Publication year - 1968
Publication title -
american journal of physical anthropology
Language(s) - English
Resource type - Journals
SCImago Journal Rank - 1.146
H-Index - 119
eISSN - 1096-8644
pISSN - 0002-9483
DOI - 10.1002/ajpa.1330290111
Subject(s) - olecranon , ulna , medicine , perforation , elbow , anatomy , humerus , materials science , metallurgy , punching
Evidence is presented concerning the occurrence of the coronoid‐olecranon perforation of the humerus in three species of Old World monkeys. Significant relationships are found to exist between the occurrence of the perforation and smaller minimum midshaft diameters of humeri, younger ages, and more protruding processes of ulnae. A possible explanation for perforated coronoid‐olecranon septums is advanced.
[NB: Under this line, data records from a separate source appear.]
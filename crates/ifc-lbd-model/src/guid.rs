// This Source Code Form is subject to the terms of the Mozilla Public
// License, v. 2.0. If a copy of the MPL was not distributed with this
// file, You can obtain one at https://mozilla.org/MPL/2.0/.

//! IFC GlobalId compression and expansion
//!
//! IFC stores a 128-bit GUID as 22 characters of a custom base-64 alphabet:
//! the first 2 characters carry the leading byte, each following group of 4
//! characters carries 3 bytes. The expanded form is 32 lowercase hex digits.

use crate::{ModelError, Result};

/// IFC base-64 alphabet
const ALPHABET: &[u8; 64] = b"0123456789ABCDEFGHIJKLMNOPQRSTUVWXYZabcdefghijklmnopqrstuvwxyz_$";

/// Length of a compressed GlobalId
pub const COMPRESSED_LEN: usize = 22;

/// Length of an expanded GlobalId (hex digits, no separators)
pub const EXPANDED_LEN: usize = 32;

fn decode_char(guid: &str, c: u8) -> Result<u32> {
    ALPHABET
        .iter()
        .position(|&a| a == c)
        .map(|p| p as u32)
        .ok_or_else(|| ModelError::invalid_guid(guid, format!("invalid character '{}'", c as char)))
}

fn decode_chunk(guid: &str, chunk: &[u8]) -> Result<u32> {
    chunk
        .iter()
        .try_fold(0u32, |acc, &c| Ok(acc * 64 + decode_char(guid, c)?))
}

fn encode_chunk(out: &mut String, value: u32, len: usize) {
    for i in (0..len).rev() {
        let digit = (value >> (6 * i)) & 0x3f;
        out.push(ALPHABET[digit as usize] as char);
    }
}

/// Expand a compressed 22-character GlobalId into 32 hex digits
pub fn expand(guid: &str) -> Result<String> {
    let bytes = guid.as_bytes();
    if bytes.len() != COMPRESSED_LEN {
        return Err(ModelError::invalid_guid(
            guid,
            format!("expected {} characters, got {}", COMPRESSED_LEN, guid.chars().count()),
        ));
    }

    let head = decode_chunk(guid, &bytes[0..2])?;
    if head > 0xff {
        return Err(ModelError::invalid_guid(guid, "leading character out of range"));
    }

    let mut out = String::with_capacity(EXPANDED_LEN);
    out.push_str(&format!("{:02x}", head));
    for chunk in bytes[2..].chunks(4) {
        out.push_str(&format!("{:06x}", decode_chunk(guid, chunk)?));
    }
    Ok(out)
}

/// Compress a 32-digit hex GUID (dashes allowed) into the 22-character form
pub fn compress(uuid: &str) -> Result<String> {
    let hex: String = uuid.chars().filter(|c| *c != '-').collect();
    if hex.len() != EXPANDED_LEN || !hex.chars().all(|c| c.is_ascii_hexdigit()) {
        return Err(ModelError::invalid_guid(uuid, "expected 32 hex digits"));
    }

    let mut raw = [0u8; 16];
    for (i, byte) in raw.iter_mut().enumerate() {
        *byte = u8::from_str_radix(&hex[i * 2..i * 2 + 2], 16)
            .map_err(|e| ModelError::invalid_guid(uuid, e.to_string()))?;
    }

    let mut out = String::with_capacity(COMPRESSED_LEN);
    encode_chunk(&mut out, raw[0] as u32, 2);
    for triple in raw[1..].chunks(3) {
        let value = (triple[0] as u32) << 16 | (triple[1] as u32) << 8 | triple[2] as u32;
        encode_chunk(&mut out, value, 4);
    }
    Ok(out)
}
The olecranon process of the ulna is found to project relatively more from the shaft in young individuals than old individuals. Since the protrusion of this process is positively correlated with the occurrence of the septal perforation, it is suggested that the articulation of the point of the ulna causes resorption of the coronoid‐olecranon septum. With advancing age, the contact is broken, and the perforation is filled in. Since significant correlations are shown for the occurrence of the perforation and the size of the humerus, even for an adult sample, it seems probable that the robustness of the humerus is an inhibiting factor in the occurrence and maintenance of the perforation. In larger humeri, it is possible that the point of the ulna cannot cause complete resorption, and resorption would be more likely to cause a perforation in humeri with thinner coronoid‐olecranon septums. Because extreme extension of the elbow always forms an angle considerably less than 180° between the axes of the shafts in the humerus and the ulna in these monkeys, it is strongly indicated that hyperextension of the elbow joint beyond 180° is not a primary cause of the septal perforation when it appears in man.